Of the lines listed below, return exactly those that run from the line containing "next scheduled feed." through the line containing "Stock thresholds are", both included.

Dataset entries
○ ○ ○ ○

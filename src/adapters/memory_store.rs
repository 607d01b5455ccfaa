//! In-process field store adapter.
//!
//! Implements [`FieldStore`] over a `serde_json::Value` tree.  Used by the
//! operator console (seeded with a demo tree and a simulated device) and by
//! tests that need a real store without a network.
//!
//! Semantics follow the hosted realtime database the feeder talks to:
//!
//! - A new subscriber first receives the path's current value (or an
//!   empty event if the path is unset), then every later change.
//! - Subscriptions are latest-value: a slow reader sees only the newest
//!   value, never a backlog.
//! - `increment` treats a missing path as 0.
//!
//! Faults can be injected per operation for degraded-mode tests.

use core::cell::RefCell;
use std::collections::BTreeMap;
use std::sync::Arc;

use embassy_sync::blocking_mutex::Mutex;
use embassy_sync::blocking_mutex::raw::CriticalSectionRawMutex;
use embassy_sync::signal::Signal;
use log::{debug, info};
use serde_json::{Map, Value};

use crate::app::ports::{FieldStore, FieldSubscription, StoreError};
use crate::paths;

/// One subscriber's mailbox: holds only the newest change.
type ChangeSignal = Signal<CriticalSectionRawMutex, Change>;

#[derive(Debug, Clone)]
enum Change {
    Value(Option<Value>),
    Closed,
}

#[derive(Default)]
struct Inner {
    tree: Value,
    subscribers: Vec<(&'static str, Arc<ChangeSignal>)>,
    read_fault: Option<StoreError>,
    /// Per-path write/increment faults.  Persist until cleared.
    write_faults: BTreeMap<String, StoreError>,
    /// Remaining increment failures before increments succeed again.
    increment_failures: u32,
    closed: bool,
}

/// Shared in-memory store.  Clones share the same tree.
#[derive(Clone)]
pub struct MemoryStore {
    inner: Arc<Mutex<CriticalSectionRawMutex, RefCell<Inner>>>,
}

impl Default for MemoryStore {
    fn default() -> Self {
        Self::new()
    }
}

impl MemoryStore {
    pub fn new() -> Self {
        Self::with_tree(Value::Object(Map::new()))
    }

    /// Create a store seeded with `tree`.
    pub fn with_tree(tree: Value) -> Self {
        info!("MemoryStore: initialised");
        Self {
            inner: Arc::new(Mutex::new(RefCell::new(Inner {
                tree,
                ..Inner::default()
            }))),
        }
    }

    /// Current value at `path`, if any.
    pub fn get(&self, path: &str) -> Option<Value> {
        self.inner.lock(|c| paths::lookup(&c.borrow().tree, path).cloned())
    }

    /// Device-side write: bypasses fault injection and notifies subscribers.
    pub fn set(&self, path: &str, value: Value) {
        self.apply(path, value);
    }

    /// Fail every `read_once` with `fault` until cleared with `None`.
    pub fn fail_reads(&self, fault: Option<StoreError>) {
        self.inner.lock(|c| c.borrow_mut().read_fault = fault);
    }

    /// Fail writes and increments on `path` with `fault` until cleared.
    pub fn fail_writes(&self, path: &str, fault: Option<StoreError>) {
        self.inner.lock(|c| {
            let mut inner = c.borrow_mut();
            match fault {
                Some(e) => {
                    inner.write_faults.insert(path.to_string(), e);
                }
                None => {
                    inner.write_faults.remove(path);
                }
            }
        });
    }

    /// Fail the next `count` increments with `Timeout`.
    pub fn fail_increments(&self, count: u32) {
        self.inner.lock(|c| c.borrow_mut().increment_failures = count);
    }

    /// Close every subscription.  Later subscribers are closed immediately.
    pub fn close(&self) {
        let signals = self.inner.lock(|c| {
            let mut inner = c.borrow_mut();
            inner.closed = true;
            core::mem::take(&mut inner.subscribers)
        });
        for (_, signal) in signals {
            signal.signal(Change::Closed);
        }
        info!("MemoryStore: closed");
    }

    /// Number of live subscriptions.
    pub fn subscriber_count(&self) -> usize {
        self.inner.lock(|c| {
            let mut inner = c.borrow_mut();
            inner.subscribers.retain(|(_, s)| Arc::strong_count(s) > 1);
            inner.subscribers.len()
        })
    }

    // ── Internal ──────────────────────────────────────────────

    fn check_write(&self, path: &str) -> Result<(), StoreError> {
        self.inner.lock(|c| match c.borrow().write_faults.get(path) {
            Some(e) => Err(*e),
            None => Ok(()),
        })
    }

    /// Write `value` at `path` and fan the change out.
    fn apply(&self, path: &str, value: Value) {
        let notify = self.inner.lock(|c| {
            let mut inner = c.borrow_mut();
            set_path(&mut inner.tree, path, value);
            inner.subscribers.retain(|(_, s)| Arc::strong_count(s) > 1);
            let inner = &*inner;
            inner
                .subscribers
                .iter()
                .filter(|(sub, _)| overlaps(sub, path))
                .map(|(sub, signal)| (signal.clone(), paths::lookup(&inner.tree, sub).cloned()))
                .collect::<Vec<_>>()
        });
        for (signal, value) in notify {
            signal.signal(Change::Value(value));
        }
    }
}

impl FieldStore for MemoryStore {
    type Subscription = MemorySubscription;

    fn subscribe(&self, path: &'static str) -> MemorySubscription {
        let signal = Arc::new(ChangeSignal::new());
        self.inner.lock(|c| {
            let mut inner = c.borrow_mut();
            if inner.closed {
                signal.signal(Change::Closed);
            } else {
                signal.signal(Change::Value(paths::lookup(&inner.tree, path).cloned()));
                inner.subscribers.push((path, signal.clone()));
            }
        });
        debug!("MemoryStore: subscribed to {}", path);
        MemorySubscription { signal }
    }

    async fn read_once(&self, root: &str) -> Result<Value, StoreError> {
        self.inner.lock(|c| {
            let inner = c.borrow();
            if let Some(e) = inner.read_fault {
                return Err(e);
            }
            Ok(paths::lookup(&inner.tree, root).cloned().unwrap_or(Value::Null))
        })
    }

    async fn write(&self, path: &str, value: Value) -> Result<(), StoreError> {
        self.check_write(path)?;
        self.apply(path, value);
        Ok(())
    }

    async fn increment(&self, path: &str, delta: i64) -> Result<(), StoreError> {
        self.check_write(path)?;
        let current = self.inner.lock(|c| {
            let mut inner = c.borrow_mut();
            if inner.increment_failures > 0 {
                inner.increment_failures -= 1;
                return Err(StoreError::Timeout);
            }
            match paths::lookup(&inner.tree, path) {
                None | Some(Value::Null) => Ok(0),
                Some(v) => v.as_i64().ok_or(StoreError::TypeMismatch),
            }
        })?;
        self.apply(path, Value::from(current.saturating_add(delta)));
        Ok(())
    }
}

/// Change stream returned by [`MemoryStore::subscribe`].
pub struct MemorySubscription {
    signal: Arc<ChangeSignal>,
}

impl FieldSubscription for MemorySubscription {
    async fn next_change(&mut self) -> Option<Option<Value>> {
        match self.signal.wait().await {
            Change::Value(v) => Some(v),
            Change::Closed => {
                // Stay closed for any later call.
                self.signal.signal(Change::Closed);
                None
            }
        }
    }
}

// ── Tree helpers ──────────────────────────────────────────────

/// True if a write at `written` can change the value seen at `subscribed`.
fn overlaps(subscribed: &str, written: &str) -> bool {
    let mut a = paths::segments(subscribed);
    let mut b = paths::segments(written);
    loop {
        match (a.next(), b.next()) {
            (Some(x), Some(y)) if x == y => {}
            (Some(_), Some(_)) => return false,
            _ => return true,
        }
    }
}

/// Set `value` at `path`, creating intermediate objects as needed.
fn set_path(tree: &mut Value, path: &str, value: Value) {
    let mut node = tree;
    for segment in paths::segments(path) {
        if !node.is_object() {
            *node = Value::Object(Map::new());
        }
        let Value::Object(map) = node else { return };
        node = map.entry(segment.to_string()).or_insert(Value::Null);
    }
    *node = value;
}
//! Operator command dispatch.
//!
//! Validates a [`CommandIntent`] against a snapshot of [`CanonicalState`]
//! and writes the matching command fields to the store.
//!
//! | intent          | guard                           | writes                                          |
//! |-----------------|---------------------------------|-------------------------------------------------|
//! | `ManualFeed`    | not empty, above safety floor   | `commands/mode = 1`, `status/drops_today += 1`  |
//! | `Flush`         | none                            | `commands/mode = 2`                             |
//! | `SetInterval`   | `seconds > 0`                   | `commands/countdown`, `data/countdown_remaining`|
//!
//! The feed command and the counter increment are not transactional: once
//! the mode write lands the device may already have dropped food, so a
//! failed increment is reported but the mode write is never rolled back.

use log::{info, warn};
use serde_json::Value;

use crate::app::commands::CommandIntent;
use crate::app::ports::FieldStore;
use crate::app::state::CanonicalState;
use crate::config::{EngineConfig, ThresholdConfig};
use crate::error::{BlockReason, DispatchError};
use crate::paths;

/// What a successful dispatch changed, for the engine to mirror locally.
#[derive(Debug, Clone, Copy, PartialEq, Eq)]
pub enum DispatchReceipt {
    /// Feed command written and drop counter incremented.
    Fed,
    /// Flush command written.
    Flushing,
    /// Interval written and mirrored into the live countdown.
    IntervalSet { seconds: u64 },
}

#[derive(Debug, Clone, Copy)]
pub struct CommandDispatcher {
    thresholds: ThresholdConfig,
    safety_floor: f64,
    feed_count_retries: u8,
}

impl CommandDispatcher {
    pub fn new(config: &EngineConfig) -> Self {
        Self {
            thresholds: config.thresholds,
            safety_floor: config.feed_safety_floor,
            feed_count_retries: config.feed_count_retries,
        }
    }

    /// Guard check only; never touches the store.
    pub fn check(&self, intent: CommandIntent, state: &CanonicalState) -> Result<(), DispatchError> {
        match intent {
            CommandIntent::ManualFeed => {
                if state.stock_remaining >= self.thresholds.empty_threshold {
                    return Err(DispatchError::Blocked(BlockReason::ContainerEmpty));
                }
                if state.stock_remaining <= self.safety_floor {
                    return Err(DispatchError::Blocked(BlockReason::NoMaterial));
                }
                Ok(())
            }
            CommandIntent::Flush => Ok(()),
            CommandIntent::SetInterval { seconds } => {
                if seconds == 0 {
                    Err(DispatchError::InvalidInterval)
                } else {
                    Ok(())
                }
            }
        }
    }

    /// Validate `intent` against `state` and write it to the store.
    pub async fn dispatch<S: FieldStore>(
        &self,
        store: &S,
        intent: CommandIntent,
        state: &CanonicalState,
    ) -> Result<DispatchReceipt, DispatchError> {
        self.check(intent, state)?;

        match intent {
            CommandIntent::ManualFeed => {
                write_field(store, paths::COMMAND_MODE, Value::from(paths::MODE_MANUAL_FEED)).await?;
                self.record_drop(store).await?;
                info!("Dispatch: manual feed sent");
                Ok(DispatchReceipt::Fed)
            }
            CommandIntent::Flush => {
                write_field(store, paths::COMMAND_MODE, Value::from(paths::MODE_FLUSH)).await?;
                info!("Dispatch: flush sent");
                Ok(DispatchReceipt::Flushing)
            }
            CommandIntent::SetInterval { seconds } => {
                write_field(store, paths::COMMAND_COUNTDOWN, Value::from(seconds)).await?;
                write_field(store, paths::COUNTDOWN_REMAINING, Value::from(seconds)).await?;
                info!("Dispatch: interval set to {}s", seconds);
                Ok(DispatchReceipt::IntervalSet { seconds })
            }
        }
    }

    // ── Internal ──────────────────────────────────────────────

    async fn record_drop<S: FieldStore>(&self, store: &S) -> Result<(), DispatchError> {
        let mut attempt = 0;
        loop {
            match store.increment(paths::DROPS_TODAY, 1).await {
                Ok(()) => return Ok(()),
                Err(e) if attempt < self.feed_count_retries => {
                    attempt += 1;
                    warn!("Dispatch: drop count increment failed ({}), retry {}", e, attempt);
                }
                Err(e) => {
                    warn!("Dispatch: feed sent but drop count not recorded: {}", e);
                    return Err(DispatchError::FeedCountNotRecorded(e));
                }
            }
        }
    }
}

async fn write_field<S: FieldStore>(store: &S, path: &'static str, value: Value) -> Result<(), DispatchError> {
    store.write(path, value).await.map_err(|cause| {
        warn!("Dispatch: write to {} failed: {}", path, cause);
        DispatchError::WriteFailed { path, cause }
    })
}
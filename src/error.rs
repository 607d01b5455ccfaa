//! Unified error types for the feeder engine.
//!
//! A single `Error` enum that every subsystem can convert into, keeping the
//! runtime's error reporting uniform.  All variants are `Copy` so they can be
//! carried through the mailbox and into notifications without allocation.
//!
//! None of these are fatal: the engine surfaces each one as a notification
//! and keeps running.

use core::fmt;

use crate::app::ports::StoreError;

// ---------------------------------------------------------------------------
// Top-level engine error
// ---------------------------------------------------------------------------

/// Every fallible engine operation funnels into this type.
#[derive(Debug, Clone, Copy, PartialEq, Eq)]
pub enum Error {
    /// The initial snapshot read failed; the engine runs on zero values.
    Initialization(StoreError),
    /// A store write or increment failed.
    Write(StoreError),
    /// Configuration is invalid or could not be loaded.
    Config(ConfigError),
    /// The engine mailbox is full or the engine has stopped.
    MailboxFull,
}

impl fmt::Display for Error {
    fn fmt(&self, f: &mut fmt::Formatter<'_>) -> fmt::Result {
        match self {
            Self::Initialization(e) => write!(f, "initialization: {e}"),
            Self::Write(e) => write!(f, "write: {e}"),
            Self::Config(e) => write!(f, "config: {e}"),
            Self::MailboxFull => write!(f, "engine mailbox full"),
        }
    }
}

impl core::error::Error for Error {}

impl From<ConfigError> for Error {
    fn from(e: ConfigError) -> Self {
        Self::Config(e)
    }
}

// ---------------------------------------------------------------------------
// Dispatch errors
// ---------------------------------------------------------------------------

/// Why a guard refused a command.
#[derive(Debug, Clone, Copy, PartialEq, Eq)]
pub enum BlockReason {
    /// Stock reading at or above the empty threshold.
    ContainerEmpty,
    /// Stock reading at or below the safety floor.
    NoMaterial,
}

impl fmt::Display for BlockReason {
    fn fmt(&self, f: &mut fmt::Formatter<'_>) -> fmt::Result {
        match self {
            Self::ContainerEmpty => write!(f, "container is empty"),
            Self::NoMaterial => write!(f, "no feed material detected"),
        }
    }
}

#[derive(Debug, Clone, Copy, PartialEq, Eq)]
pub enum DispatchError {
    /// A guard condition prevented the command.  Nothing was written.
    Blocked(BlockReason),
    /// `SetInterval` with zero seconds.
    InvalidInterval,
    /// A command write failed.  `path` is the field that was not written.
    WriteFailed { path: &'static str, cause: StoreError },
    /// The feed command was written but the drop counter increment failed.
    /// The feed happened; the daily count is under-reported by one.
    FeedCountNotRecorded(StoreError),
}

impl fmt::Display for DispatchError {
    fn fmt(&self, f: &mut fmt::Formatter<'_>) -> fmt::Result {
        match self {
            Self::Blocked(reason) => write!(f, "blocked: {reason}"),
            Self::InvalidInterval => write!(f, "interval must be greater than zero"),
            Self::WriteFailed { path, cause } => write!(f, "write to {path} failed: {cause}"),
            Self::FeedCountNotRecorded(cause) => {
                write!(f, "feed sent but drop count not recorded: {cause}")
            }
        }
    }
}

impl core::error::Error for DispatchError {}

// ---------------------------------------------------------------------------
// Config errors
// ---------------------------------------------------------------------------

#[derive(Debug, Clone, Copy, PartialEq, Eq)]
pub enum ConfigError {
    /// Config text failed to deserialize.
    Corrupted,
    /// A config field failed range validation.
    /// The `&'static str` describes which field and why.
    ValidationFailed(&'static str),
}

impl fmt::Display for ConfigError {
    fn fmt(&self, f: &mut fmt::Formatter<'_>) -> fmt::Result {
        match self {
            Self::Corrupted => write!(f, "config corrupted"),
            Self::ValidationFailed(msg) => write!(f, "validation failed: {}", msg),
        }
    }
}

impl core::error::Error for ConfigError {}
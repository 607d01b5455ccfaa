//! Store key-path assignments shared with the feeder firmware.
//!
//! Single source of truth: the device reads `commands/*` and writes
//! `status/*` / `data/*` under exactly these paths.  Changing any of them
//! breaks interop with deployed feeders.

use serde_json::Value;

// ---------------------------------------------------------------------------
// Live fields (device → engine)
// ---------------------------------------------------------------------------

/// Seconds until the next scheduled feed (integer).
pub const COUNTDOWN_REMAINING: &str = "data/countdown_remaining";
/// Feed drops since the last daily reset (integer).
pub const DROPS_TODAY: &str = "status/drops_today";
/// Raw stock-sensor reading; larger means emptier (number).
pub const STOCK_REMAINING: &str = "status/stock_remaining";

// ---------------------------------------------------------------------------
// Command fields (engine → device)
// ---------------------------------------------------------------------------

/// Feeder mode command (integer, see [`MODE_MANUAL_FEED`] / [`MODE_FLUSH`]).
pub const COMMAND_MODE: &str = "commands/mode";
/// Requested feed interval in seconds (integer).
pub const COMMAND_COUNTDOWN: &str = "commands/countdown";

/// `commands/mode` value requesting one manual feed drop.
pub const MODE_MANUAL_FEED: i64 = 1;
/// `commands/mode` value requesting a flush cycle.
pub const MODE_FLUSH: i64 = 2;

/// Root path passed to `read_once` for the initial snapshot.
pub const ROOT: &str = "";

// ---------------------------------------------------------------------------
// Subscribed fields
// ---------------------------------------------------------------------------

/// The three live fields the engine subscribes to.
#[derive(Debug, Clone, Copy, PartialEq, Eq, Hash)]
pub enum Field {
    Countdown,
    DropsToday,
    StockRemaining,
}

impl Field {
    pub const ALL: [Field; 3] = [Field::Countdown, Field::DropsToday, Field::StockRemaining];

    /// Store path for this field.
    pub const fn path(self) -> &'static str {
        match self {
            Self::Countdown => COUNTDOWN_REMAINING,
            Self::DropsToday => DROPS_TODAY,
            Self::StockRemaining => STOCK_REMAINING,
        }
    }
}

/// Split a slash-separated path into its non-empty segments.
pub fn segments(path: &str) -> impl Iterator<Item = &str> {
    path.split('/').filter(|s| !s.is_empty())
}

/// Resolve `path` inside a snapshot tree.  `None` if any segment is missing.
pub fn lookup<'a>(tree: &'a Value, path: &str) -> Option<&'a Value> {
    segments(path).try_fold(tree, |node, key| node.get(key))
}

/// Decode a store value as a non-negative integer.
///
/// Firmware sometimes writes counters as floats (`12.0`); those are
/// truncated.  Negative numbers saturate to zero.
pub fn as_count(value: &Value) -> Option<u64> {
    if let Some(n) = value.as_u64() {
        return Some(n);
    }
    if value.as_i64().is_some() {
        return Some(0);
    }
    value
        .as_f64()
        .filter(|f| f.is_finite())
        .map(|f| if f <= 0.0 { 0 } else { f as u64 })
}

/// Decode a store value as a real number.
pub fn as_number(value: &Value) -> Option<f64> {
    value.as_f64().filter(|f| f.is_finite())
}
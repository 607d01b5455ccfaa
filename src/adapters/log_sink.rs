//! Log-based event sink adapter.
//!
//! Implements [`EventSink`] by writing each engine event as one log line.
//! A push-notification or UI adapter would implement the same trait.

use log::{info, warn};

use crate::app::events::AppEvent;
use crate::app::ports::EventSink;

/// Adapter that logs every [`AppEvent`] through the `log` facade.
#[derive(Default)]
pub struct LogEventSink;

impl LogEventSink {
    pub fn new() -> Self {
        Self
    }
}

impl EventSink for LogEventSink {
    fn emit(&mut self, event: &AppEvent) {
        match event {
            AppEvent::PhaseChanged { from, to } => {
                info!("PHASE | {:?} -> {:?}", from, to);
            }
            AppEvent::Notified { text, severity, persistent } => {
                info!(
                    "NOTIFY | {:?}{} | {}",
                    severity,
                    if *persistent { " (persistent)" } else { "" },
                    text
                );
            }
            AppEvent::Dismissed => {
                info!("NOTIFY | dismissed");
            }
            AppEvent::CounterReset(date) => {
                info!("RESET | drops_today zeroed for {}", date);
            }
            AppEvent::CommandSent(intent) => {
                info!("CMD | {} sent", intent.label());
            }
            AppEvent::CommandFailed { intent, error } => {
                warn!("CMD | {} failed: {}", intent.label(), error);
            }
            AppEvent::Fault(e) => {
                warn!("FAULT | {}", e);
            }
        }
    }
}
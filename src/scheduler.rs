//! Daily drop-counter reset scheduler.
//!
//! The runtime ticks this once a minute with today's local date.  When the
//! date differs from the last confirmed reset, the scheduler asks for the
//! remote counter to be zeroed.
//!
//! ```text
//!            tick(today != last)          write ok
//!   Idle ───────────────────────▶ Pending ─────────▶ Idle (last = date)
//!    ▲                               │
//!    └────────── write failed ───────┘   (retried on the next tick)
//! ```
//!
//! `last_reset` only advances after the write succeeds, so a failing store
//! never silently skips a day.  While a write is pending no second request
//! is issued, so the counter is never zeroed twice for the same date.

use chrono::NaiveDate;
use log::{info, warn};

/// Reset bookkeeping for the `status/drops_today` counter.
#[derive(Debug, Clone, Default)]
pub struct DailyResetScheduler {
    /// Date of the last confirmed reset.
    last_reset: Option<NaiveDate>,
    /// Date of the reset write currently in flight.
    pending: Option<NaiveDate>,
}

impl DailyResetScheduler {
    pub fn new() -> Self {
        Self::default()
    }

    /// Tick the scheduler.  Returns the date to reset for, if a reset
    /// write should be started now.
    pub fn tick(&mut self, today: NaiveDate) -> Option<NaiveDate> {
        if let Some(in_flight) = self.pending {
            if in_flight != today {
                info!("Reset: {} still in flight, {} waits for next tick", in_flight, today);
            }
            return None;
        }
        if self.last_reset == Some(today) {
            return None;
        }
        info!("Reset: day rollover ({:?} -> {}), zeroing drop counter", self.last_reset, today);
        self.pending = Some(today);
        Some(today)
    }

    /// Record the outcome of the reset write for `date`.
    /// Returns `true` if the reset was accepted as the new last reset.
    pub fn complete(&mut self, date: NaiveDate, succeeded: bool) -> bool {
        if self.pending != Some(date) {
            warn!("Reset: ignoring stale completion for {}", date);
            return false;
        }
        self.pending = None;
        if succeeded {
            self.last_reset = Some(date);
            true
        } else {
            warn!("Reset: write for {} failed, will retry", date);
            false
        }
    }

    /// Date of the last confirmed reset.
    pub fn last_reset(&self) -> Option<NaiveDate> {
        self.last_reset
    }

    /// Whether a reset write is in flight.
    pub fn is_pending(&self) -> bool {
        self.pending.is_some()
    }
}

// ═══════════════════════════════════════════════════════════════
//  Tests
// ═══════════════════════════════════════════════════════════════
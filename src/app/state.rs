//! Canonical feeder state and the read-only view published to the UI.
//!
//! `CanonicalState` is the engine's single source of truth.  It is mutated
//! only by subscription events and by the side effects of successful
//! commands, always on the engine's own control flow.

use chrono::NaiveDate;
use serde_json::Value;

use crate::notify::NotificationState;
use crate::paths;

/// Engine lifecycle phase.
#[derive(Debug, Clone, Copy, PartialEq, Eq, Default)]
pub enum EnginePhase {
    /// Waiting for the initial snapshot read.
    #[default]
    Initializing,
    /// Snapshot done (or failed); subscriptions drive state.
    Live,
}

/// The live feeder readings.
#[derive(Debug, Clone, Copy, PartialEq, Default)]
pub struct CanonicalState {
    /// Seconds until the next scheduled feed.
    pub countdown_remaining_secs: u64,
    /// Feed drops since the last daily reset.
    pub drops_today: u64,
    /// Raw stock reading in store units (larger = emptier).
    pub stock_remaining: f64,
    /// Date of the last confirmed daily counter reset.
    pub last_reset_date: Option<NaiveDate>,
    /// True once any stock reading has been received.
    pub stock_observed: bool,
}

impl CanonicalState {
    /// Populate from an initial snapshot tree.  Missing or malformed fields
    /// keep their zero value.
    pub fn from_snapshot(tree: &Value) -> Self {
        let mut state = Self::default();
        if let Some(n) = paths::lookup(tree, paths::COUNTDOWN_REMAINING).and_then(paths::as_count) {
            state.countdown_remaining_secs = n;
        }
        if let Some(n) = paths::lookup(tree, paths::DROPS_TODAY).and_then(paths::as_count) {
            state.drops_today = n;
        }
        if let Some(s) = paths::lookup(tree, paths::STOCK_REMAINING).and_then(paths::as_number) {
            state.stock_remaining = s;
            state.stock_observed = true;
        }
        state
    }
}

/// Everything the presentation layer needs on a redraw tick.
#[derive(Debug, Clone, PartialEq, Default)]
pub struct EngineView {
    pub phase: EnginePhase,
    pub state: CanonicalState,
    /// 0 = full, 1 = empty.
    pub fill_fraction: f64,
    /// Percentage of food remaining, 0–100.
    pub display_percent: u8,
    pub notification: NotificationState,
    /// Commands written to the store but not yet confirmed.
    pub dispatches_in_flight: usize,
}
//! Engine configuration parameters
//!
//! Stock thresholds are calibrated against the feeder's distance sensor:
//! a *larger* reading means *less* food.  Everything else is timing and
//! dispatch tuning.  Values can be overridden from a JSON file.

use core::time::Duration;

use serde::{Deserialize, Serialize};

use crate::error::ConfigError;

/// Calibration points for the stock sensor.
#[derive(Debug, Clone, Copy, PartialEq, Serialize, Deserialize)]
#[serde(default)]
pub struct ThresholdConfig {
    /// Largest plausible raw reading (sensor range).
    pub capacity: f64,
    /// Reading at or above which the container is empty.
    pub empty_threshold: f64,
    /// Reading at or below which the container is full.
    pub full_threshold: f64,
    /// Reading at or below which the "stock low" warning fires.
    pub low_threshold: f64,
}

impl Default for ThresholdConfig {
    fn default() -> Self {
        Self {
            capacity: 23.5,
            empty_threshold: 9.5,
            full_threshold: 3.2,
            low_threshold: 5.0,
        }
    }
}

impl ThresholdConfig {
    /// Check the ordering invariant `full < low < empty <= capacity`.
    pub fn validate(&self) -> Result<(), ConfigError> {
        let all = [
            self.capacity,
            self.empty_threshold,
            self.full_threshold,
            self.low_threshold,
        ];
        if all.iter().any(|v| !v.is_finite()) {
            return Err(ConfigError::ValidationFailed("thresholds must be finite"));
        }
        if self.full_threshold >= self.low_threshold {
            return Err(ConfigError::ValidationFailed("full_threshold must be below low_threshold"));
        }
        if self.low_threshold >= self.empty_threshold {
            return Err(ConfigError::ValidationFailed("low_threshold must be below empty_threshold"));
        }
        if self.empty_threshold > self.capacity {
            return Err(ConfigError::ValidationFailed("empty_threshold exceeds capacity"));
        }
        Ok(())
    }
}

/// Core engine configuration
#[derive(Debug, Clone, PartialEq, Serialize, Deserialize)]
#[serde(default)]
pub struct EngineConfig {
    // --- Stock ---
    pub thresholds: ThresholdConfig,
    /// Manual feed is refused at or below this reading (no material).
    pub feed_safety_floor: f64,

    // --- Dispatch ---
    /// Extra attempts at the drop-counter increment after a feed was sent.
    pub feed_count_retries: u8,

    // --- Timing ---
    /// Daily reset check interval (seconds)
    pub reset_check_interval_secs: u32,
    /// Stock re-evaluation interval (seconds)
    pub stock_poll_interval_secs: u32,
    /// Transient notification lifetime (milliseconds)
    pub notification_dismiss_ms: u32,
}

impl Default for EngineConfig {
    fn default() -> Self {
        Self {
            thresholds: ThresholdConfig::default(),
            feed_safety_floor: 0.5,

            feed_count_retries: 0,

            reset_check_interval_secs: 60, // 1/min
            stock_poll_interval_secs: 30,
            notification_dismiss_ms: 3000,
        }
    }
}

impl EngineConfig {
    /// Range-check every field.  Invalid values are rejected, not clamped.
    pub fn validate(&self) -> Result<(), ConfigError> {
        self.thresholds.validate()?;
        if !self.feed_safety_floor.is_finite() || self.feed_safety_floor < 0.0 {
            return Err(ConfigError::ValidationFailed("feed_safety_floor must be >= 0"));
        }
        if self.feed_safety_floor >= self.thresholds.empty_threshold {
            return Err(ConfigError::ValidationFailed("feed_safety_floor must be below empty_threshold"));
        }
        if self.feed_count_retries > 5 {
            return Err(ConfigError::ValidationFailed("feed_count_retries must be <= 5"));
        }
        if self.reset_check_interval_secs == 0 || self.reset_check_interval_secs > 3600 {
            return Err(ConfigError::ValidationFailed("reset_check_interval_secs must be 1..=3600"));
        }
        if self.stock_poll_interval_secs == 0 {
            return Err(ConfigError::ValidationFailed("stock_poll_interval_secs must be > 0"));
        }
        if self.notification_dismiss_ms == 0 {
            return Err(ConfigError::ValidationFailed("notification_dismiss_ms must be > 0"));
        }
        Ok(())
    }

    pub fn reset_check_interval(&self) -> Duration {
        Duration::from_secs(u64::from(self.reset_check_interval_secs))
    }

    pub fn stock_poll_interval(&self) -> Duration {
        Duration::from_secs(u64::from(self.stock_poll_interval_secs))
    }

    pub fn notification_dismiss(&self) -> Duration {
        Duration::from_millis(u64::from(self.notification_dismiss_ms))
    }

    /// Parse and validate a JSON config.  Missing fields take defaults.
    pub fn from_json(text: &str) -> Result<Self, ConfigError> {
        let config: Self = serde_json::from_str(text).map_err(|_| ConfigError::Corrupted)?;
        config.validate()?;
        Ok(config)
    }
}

○ ○ ○ ○

PROBLEM SOLUTION:
    /// Seconds until the next scheduled feed.
    pub countdown_remaining_secs: u64,
    /// Feed drops since the last daily reset.
    pub drops_today: u64,
    /// Raw stock reading in store units (larger = emptier).
    pub stock_remaining: f64,
    /// Date of the last confirmed daily counter reset.
    pub last_reset_date: Option<NaiveDate>,
    /// True once any stock reading has been received.
    pub stock_observed: bool,
}

impl CanonicalState {
    /// Populate from an initial snapshot tree.  Missing or malformed fields
    /// keep their zero value.
    pub fn from_snapshot(tree: &Value) -> Self {
        let mut state = Self::default();
        if let Some(n) = paths::lookup(tree, paths::COUNTDOWN_REMAINING).and_then(paths::as_count) {
            state.countdown_remaining_secs = n;
        }
        if let Some(n) = paths::lookup(tree, paths::DROPS_TODAY).and_then(paths::as_count) {
            state.drops_today = n;
        }
        if let Some(s) = paths::lookup(tree, paths::STOCK_REMAINING).and_then(paths::as_number) {
            state.stock_remaining = s;
            state.stock_observed = true;
        }
        state
    }
}

/// Everything the presentation layer needs on a redraw tick.
#[derive(Debug, Clone, PartialEq, Default)]
pub struct EngineView {
    pub phase: EnginePhase,
    pub state: CanonicalState,
    /// 0 = full, 1 = empty.
    pub fill_fraction: f64,
    /// Percentage of food remaining, 0–100.
    pub display_percent: u8,
    pub notification: NotificationState,
    /// Commands written to the store but not yet confirmed.
    pub dispatches_in_flight: usize,
}
//! Engine configuration parameters
//!
//! Stock thresholds are calibrated against the feeder's distance sensor:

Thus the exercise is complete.